It was an organ harvesting. It was a "controlled" death and it was expected. But it still doesn't make it any easier to deal with!
With his body open from neck to pubic bone, the teams dissected everything apart and prepared to remove the lungs, liver, kidneys, and spleen from the organ donor patient. We worked for about 2 hours just trying to free everything up, the man's heart still beating away, only being kept alive by the machines.

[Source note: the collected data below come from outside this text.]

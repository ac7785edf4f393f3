//! Method descriptors, nested method trees and their flattened form.

use std::collections::HashMap;

use super::path::{OnExisting, PathTree};
use super::value_type::{ValidationError, ValueType};
use crate::codec::Value;
use crate::{Result, RpcError};

/// Signature of one method: ordered argument types and a return type.
#[derive(Debug, Clone, PartialEq)]
pub struct MethodDescriptor {
    // ---
    args: Vec<ValueType>,
    returns: ValueType,
}

/// Declare a method signature. The return type comes first.
///
/// ```
/// use wire_rpc::{define_method, ValueType};
///
/// let add = define_method(ValueType::Int, [ValueType::Int, ValueType::Int]);
/// assert_eq!(add.args().len(), 2);
/// ```
pub fn define_method(
    returns: ValueType,
    args: impl IntoIterator<Item = ValueType>,
) -> MethodDescriptor {
    // ---
    MethodDescriptor {
        args: args.into_iter().collect(),
        returns,
    }
}

impl MethodDescriptor {
    // ---
    pub fn args(&self) -> &[ValueType] {
        &self.args
    }

    pub fn returns(&self) -> &ValueType {
        &self.returns
    }

    /// Check positional arguments against the declared types.
    ///
    /// Missing trailing arguments are checked as nil, so they may only be
    /// omitted when declared [`ValueType::Optional`] or [`ValueType::Any`].
    /// Surplus arguments are rejected.
    pub fn validate_args(&self, args: &[Value]) -> std::result::Result<(), ValidationError> {
        // ---
        if args.len() > self.args.len() {
            return Err(ValidationError {
                path: "args".to_string(),
                expected: format!("at most {} arguments", self.args.len()),
                found: format!("{} arguments", args.len()),
            });
        }

        for (i, ty) in self.args.iter().enumerate() {
            let arg = args.get(i).unwrap_or(&Value::Nil);
            ty.validate(arg).map_err(|mut err| {
                err.path = err.path.replacen('$', &format!("args[{i}]"), 1);
                err
            })?;
        }
        Ok(())
    }

    /// Check a result value against the declared return type.
    pub fn validate_return(&self, value: &Value) -> std::result::Result<(), ValidationError> {
        // ---
        self.returns.validate(value)
    }
}

/// One entry of a [`MethodTree`].
#[derive(Debug, Clone, PartialEq)]
pub enum TreeEntry {
    Method(MethodDescriptor),
    Namespace(MethodTree),
}

/// Nested namespace of methods for one role.
///
/// Entries keep their declaration order; [`flatten`] reports duplicates.
#[derive(Debug, Clone, Default, PartialEq)]
pub struct MethodTree {
    // ---
    entries: Vec<(String, TreeEntry)>,
}

impl MethodTree {
    // ---
    pub fn new() -> Self {
        Self::default()
    }

    /// Add a method named `name`.
    pub fn method(mut self, name: impl Into<String>, descriptor: MethodDescriptor) -> Self {
        // ---
        self.entries
            .push((name.into(), TreeEntry::Method(descriptor)));
        self
    }

    /// Add a nested namespace named `name`.
    pub fn namespace(mut self, name: impl Into<String>, tree: MethodTree) -> Self {
        // ---
        self.entries.push((name.into(), TreeEntry::Namespace(tree)));
        self
    }

    pub fn entries(&self) -> &[(String, TreeEntry)] {
        &self.entries
    }

    pub fn is_empty(&self) -> bool {
        self.entries.is_empty()
    }
}

/// Flatten a method tree into a map from dot path to descriptor.
///
/// Each method lands at `prefix + name`; namespaces recurse with
/// `prefix + name + "."`. Two methods at one path fail with
/// [`RpcError::DuplicateMethod`], a method where a namespace already has
/// methods (or the reverse) fails with [`RpcError::PathConflict`].
pub fn flatten(tree: &MethodTree, prefix: &str) -> Result<HashMap<String, MethodDescriptor>> {
    // ---
    let mut leaves = Vec::new();
    collect_leaves(tree, prefix, &mut leaves)?;

    let mut seen = PathTree::new();
    let mut flat = HashMap::with_capacity(leaves.len());
    for (path, descriptor) in leaves {
        seen.insert(&path, (), OnExisting::Reject)?;
        flat.insert(path, descriptor.clone());
    }
    Ok(flat)
}

fn collect_leaves<'a>(
    tree: &'a MethodTree,
    prefix: &str,
    out: &mut Vec<(String, &'a MethodDescriptor)>,
) -> Result<()> {
    // ---
    for (name, entry) in &tree.entries {
        if name.is_empty() || name.contains('.') {
            return Err(RpcError::InvalidPath(format!("{prefix}{name}")));
        }
        match entry {
            TreeEntry::Method(descriptor) => out.push((format!("{prefix}{name}"), descriptor)),
            TreeEntry::Namespace(sub) => collect_leaves(sub, &format!("{prefix}{name}."), out)?,
        }
    }
    Ok(())
}

/// A two-sided RPC surface.
///
/// `server` lists the methods the server side implements (and the client
/// side calls); `client` lists the reverse. Both trees are flattened once,
/// at construction.
#[derive(Debug, Clone, PartialEq)]
pub struct Protocol {
    // ---
    server: MethodTree,
    client: MethodTree,
    flat_server: HashMap<String, MethodDescriptor>,
    flat_client: HashMap<String, MethodDescriptor>,
}

impl Protocol {
    // ---
    /// Build a protocol, failing on duplicate or conflicting paths.
    pub fn new(server: MethodTree, client: MethodTree) -> Result<Self> {
        // ---
        let flat_server = flatten(&server, "")?;
        let flat_client = flatten(&client, "")?;
        Ok(Self {
            server,
            client,
            flat_server,
            flat_client,
        })
    }

    pub fn server(&self) -> &MethodTree {
        &self.server
    }

    pub fn client(&self) -> &MethodTree {
        &self.client
    }

    /// Methods the remote server side answers, by dot path.
    pub fn flat_server(&self) -> &HashMap<String, MethodDescriptor> {
        &self.flat_server
    }

    /// Methods the local side answers, by dot path.
    pub fn flat_client(&self) -> &HashMap<String, MethodDescriptor> {
        &self.flat_client
    }

    /// The same protocol seen from the other end.
    ///
    /// A binder always calls `server` methods and answers `client` methods;
    /// the server process binds the inverted protocol.
    pub fn invert(&self) -> Self {
        // ---
        Self {
            server: self.client.clone(),
            client: self.server.clone(),
            flat_server: self.flat_client.clone(),
            flat_client: self.flat_server.clone(),
        }
    }
}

With the chest and abdomen open, the surgeons clamped the aorta in the belly and suctioned the blood out. They filled the body cavities with ice. The machines beeped slower and slower until they stopped altogether. The heart stopped beating, the lungs stopped inflating, and the surgeons worked quickly to remove all the organs. There were student nurses in the room, learning about the procedure and one of the assistants showed them how he could stimulate the heart. I was mortified as he took a pair of forceps and prodded the heart to make it start back up! That was just wrong! This man was dying on our table and they were treating him like a science project.
After the organs were removed, me and the nurse started counting our supplies. I announced that I couldn't find a sponge. We have to remove all of the hospital instruments and supplies before they go to the morgue. The surgeons were working on other tables with their organs and it was just me and this organ donor in the center of the room.
All alone in a room full of people.
By ourselves.
I told the nurse I was missing something. I knew what I had to do and I couldn't. I wrestled with this thought. I pleaded in my thoughts to please be somewhere other than the body and searched the tables and floors for my sponge. But I couldn't find it. I knew it was in the body, and I knew I had to go get it. By myself!
So, I gently moved the bowel around a bit. It wasn't on top. I went to the open chest. It wasn't on top. So, I slid my hands into the body and searched under the stomach, under the bowels, under the lungs and under the heart. All the while, I was apologizing to this man in my head and to my maker for having to do this! I finally found it hiding against the abdominal wall near where the spleen would have been.
I walked out of that room 3 hours later, shaken and wondering if what I did that night was worth it. Somehow, I have to find peace with this.